The Center for the Study of Law and Religion is excited to announce the release of Great Christian Jurists in German History. Published by Mohr Siebeck and edited by Mathias Schmoeckel and John Witte, Jr., this volume sheds new light on the leading Catholic and Protestant churchmen and statesmen who shaped Christianity and German law in the second millennium.

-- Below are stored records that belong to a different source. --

impl ClientContext {
    pub fn new() -> Self {
        Self::default()
    }

    /// Dialect of the server, once serverdata was received.
    pub fn protocol(&self) -> Option<Protocol> {
        self.protocol
    }

    pub fn protocol_version(&self) -> u16 {
        self.protocol_version
    }

    /// Switch to `protocol`, forgetting everything learned about the
    /// previous server.
    pub(crate) fn begin_protocol(&mut self, protocol: Protocol, version: u16) {
        debug!(%protocol, version, "client protocol");
        self.protocol = Some(protocol);
        self.protocol_version = version;
        self.features = ClientFeatures::default();
        self.state = ReadState::Steady;
        self.download_inflater = None;
    }

    /// Read the next message.
    ///
    /// `NoMoreInput` means the packet is used up. After any error inside a
    /// sub-stream the context is back to reading commands.
    pub fn read(&mut self, io: &mut dyn MsgRead) -> Result<SvcMessage> {
        loop {
            let result = match self.inflated.take() {
                Some(inflated) => self.read_inflated(inflated),
                None => {
                    if self.state.is_blast() {
                        self.state = ReadState::Steady;
                    }
                    self.read_one(io)
                }
            };
            match result {
                Ok(Some(msg)) => return Ok(msg),
                Ok(None) => continue,
                Err(err) => {
                    if self.state != ReadState::Steady {
                        debug!(state = ?self.state, %err, "sub-stream reset");
                        self.state = ReadState::Steady;
                        self.inflated = None;
                    }
                    return Err(err);
                }
            }
        }
    }

    fn read_inflated(&mut self, mut inflated: Inflated) -> Result<Option<SvcMessage>> {
        if inflated.pos >= inflated.data.len() {
            trace!(len = inflated.data.len(), "inflated data done");
            if self.state.is_blast() {
                self.state = ReadState::Steady;
            }
            return Ok(None);
        }
        let mut reader = MsgReader::new(&inflated.data[inflated.pos..]);
        self.reading_inflated = true;
        let result = self.read_one(&mut reader);
        self.reading_inflated = false;
        inflated.pos += reader.position();
        if result.is_ok() {
            self.inflated = Some(inflated);
        }
        result
    }

    /// One message from `io` in the current dialect. `None` asks for
    /// another read.
    fn read_one(&mut self, io: &mut dyn MsgRead) -> Result<Option<SvcMessage>> {
        match self.protocol {
            None => self.read_before_serverdata(io).map(Some),
            Some(Protocol::OldDemo | Protocol::Vanilla) => vanilla::client_read(self, io).map(Some),
            Some(Protocol::R1q2) => r1q2::client_read(self, io),
            Some(Protocol::Q2pro) => q2pro::client_read(self, io),
            Some(
                Protocol::Q2proExtendedDemo | Protocol::Q2proExtendedV2Demo | Protocol::Q2proExtendedDemoPlayerfog,
            ) => extdemo::client_read(self, io).map(Some),
            Some(Protocol::Q2repro) => q2repro::client_read(self, io),
            Some(Protocol::KexDemos | Protocol::Kex) => kex::client_read(self, io),
        }
    }

    /// Until serverdata arrives only stufftext is understood.
    fn read_before_serverdata(&mut self, io: &mut dyn MsgRead) -> Result<SvcMessage> {
        match io.read_u8()? {
            SVC_STUFFTEXT => Ok(SvcMessage::StuffText(io.read_string()?)),
            SVC_SERVERDATA => {
                let protocol = io.read_i32()?;
                let serverdata = match protocol {
                    PROTOCOL_OLD_DEMO..=PROTOCOL_VANILLA => vanilla::continue_serverdata(self, io, protocol)?,
                    PROTOCOL_R1Q2 => r1q2::continue_serverdata(self, io, protocol)?,
                    PROTOCOL_Q2PRO => q2pro::continue_serverdata(self, io, protocol)?,
                    PROTOCOL_Q2PRO_DEMO_EXT..=PROTOCOL_Q2PRO_DEMO_EXT_PLAYERFOG => {
                        extdemo::continue_serverdata(self, io, protocol)?
                    }
                    PROTOCOL_Q2REPRO => q2repro::continue_serverdata(self, io, protocol)?,
                    PROTOCOL_KEX_DEMOS | PROTOCOL_KEX => kex::continue_serverdata(self, io, protocol)?,
                    _ => return Err(Error::ProtocolNotSupported),
                };
                Ok(SvcMessage::ServerData(serverdata))
            }
            _ => Err(Error::ExpectedServerdata),
        }
    }

    /// Read the header of a compressed packet and queue its inflated contents.
    pub(crate) fn read_zpacket(&mut self, io: &mut dyn MsgRead) -> Result<()> {
        let compressed_len = io.read_u16()? as usize;
        let uncompressed_len = io.read_u16()? as usize;
        let data = Inflater::new().inflate(io.read_raw(compressed_len)?)?;
        trace!(compressed_len, uncompressed_len, inflated = data.len(), "zpacket");
        if data.len() != uncompressed_len {
            return Err(Error::BadData);
        }
        self.push_inflated(data)
    }

    /// Read `data` before anything else from the caller's source.
    pub(crate) fn push_inflated(&mut self, data: Vec<u8>) -> Result<()> {
        // compressed data never contains more compressed data
        if self.reading_inflated || self.inflated.is_some() {
            return Err(Error::BadData);
        }
        self.inflated = Some(Inflated { data, pos: 0 });
        Ok(())
    }

    /// Forget a compressed download in progress, e.g. when it was cancelled.
    pub fn download_reset(&mut self) {
        self.download_inflater = None;
    }

    /// Write one message. Before serverdata only string commands are allowed.
    pub fn write(&mut self, io: &mut dyn MsgWrite, msg: &ClcMessage) -> Result<()> {
        match self.protocol {
            None => match msg {
                ClcMessage::StringCmd(cmd) => common::write_string_cmd(io, CLC_STRINGCMD, cmd),
                _ => Err(Error::BadCommand),
            },
            Some(Protocol::OldDemo | Protocol::Vanilla) => vanilla::client_write(self, io, msg),
            Some(Protocol::R1q2) => r1q2::client_write(self, io, msg),
            Some(Protocol::Q2pro) => q2pro::client_write(self, io, msg),
            Some(Protocol::Q2repro) => q2repro::client_write(self, io, msg),
            Some(Protocol::KexDemos | Protocol::Kex) => kex::client_write(self, io, msg),
            // demo playback has nobody to talk to
            Some(
                Protocol::Q2proExtendedDemo | Protocol::Q2proExtendedV2Demo | Protocol::Q2proExtendedDemoPlayerfog,
            ) => Err(Error::NotImplemented),
        }
    }

    /// Pack a bounding box the way this server expects it.
    pub fn pack_solid(&self, mins: &[f32; 3], maxs: &[f32; 3]) -> u32 {
        match self.solid_encoding() {
            SolidEncoding::Short => solid::pack_solid_16(mins, maxs) as u32,
            SolidEncoding::R1q2 => solid::pack_solid_32_r1q2(mins, maxs),
            SolidEncoding::Q2proV2 => solid::pack_solid_32_q2pro_v2(mins, maxs),
        }
    }

    /// Bounding box of an entity's packed solid.
    pub fn unpack_solid(&self, solid: u32) -> ([f32; 3], [f32; 3]) {
        match self.solid_encoding() {
            SolidEncoding::Short => solid::unpack_solid_16(solid as u16),
            SolidEncoding::R1q2 => solid::unpack_solid_32_r1q2(solid),
            SolidEncoding::Q2proV2 => solid::unpack_solid_32_q2pro_v2(solid),
        }
    }

    fn solid_encoding(&self) -> SolidEncoding {
        match self.protocol {
            None | Some(Protocol::OldDemo | Protocol::Vanilla) => SolidEncoding::Short,
            Some(Protocol::R1q2) if self.protocol_version >= PROTOCOL_VERSION_R1Q2_LONG_SOLID => SolidEncoding::R1q2,
            Some(Protocol::R1q2) => SolidEncoding::Short,
            Some(Protocol::Q2pro) if self.features.server_game_api >= GameApi::Q2proExtended => SolidEncoding::Q2proV2,
            Some(Protocol::Q2pro) => SolidEncoding::R1q2,
            Some(_) => SolidEncoding::Q2proV2,
        }
    }
}
impl Default for PlayerStateDelta {
    fn default() -> Self {
        Self {
            delta_bits: PsdFlags::empty(),
            pm_type: 0,
            pm_origin: MaybeDiffCoords::default(),
            pm_velocity: MaybeDiffCoords::default(),
            pm_time: 0,
            pm_flags: 0,
            pm_gravity: 0,
            pm_delta_angles: [Angle::default(); 3],
            pm_viewheight: 0,
            viewoffset: [SmallOffset::default(); 3],
            viewangles: AnglesDelta::default(),
            kick_angles: [SmallAngle::default(); 3],
            gunindex: 0,
            gunskin: 0,
            gunframe: 0,
            gunoffset: SmallOffsetsDelta::default(),
            gunangles: SmallAnglesDelta::default(),
            blend: ColorDelta::default(),
            damage_blend: ColorDelta::default(),
            fov: 0,
            rdflags: 0,
            statbits: 0,
            stats: [0; MAX_STATS],
            gunrate: 0,
            clientnum: 0,
            fog: Fog::default(),
        }
    }
}

impl PlayerStateDelta {
    /// Whether the delta carries any change at all.
    pub fn is_empty(&self) -> bool {
        self.delta_bits.is_empty()
            && self.pm_origin.differs_int() == 0
            && self.pm_velocity.differs_int() == 0
            && self.viewangles.delta_bits == 0
            && self.gunoffset.delta_bits == 0
            && self.gunangles.delta_bits == 0
            && self.blend.delta_bits == 0
            && self.damage_blend.delta_bits == 0
            && self.statbits == 0
            && !self.fog.is_set()
    }
}

// ============================================================
// Messages
// ============================================================

#[derive(Clone, Copy, Debug, Default, PartialEq, Eq)]
pub struct MuzzleFlash {
    pub entity: i16,
    pub weapon: u16,
    pub silenced: bool,
}

#[derive(Clone, Copy, Debug, Default, PartialEq)]
pub struct TempEntity {
    pub kind: u8,
    pub position1: [f32; 3],
    pub position2: [f32; 3],
    pub offset: [f32; 3],
    pub direction: [f32; 3],
    pub count: u16,
    pub color: u8,
    pub entity1: i16,
    pub entity2: i16,
    pub time: i32,
}

#[derive(Clone, Copy, Debug, Default, PartialEq)]
pub struct Sound {
    /// SND_xxx bits
    pub flags: u8,
    pub index: u16,
    pub volume: u8,
    pub attenuation: u8,
    pub timeofs: u8,
    pub entity: u16,
    pub channel: u8,
    pub pos: [Coord; 3],
}
/// Update `state` with the changes in a received delta.
pub fn apply_player_delta(state: &mut PlayerState, delta: &PlayerStateDelta) {
    let bits = delta.delta_bits;
    if bits.contains(PsdFlags::PM_TYPE) {
        state.pm_type = delta.pm_type;
    }
    delta.pm_origin.apply_float(&mut state.pm_origin);
    delta.pm_velocity.apply_float(&mut state.pm_velocity);
    if bits.contains(PsdFlags::PM_TIME) {
        state.pm_time = delta.pm_time;
    }
    if bits.contains(PsdFlags::PM_FLAGS) {
        state.pm_flags = delta.pm_flags;
    }
    if bits.contains(PsdFlags::PM_GRAVITY) {
        state.pm_gravity = delta.pm_gravity;
    }
    if bits.contains(PsdFlags::PM_DELTA_ANGLES) {
        state.pm_delta_angles = delta.pm_delta_angles.map(Angle::to_float);
    }
    if bits.contains(PsdFlags::PM_VIEWHEIGHT) {
        state.pm_viewheight = delta.pm_viewheight;
    }
    if bits.contains(PsdFlags::VIEWOFFSET) {
        state.viewoffset = delta.viewoffset.map(SmallOffset::to_float);
    }
    delta.viewangles.apply(&mut state.viewangles, Angle::to_float);
    if bits.contains(PsdFlags::KICKANGLES) {
        state.kick_angles = delta.kick_angles.map(SmallAngle::to_float);
    }
    if bits.contains(PsdFlags::GUNINDEX) {
        state.gunindex = delta.gunindex;
    }
    if bits.contains(PsdFlags::GUNSKIN) {
        state.gunskin = delta.gunskin;
    }
    if bits.contains(PsdFlags::GUNFRAME) {
        state.gunframe = delta.gunframe;
    }
    delta.gunoffset.apply(&mut state.gunoffset, SmallOffset::to_float);
    delta.gunangles.apply(&mut state.gunangles, SmallAngle::to_float);
    if bits.contains(PsdFlags::GUNRATE) {
        state.gunrate = delta.gunrate;
    }
    delta.blend.apply(&mut state.blend, Color::to_float);
    delta.damage_blend.apply(&mut state.damage_blend, Color::to_float);
    if bits.contains(PsdFlags::FOV) {
        state.fov = delta.fov as f32;
    }
    if bits.contains(PsdFlags::RDFLAGS) {
        state.rdflags = delta.rdflags;
    }
    if bits.contains(PsdFlags::CLIENTNUM) {
        state.clientnum = delta.clientnum;
    }
    for i in 0..MAX_STATS {
        if delta.statbits & (1 << i) != 0 {
            state.stats[i] = delta.stats[i];
        }
    }

    let fog = &delta.fog;
    let mut color = state.fog.color;
    for c in 0..3 {
        if fog.global.color.has(c) {
            color[c] = fog.global.color.values[c].to_float();
        }
    }
    state.fog.color = color;
    if fog.flags.contains(FogFlags::DENSITY_SKYFACTOR) {
        state.fog.density = fog.global.density.to_float();
        state.fog.skyfactor = fog.global.skyfactor.to_float();
    }
    for c in 0..3 {
        if fog.height.start_color.has(c) {
            state.fog.heightfog_start_color[c] = fog.height.start_color.values[c].to_float();
        }
        if fog.height.end_color.has(c) {
            state.fog.heightfog_end_color[c] = fog.height.end_color.values[c].to_float();
        }
    }
    if fog.flags.contains(FogFlags::HEIGHTFOG_DENSITY) {
        state.fog.heightfog_density = fog.height.density.to_float();
    }
    if fog.flags.contains(FogFlags::HEIGHTFOG_FALLOFF) {
        state.fog.heightfog_falloff = fog.height.falloff.to_float();
    }
    if fog.flags.contains(FogFlags::HEIGHTFOG_START_DIST) {
        state.fog.heightfog_start_dist = fog.height.start_dist.to_float();
    }
    if fog.flags.contains(FogFlags::HEIGHTFOG_END_DIST) {
        state.fog.heightfog_end_dist = fog.height.end_dist.to_float();
    }
}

This volume is part of a 50-volume series on “Great Christian Jurists,” presenting the interaction of law and Christianity through the biographies of 1000 legal figures of the past two millennia. Great Christian Jurists in German History presents 26 major German legal scholars from Albert the Great and Eike von Repgow in the Middle Ages to Konrad Adenauer and Stephan Kuttner in the twentieth century. Each chapter analyzes the influence of Christianity on their lives and legal work and sketches their enduring influence on the laws of church and state. Featuring freshly written chapters, this is the first overview in English of the relationship of Christianity and German law in the second millennium. Included are studies of both famous and long forgotten Catholics and Protestants, and both martyrs and collaborators with Nazism and earlier forms of state autocracy. Authoritative, accessible, and engaging, this study is a vital scholarly resource and classroom text.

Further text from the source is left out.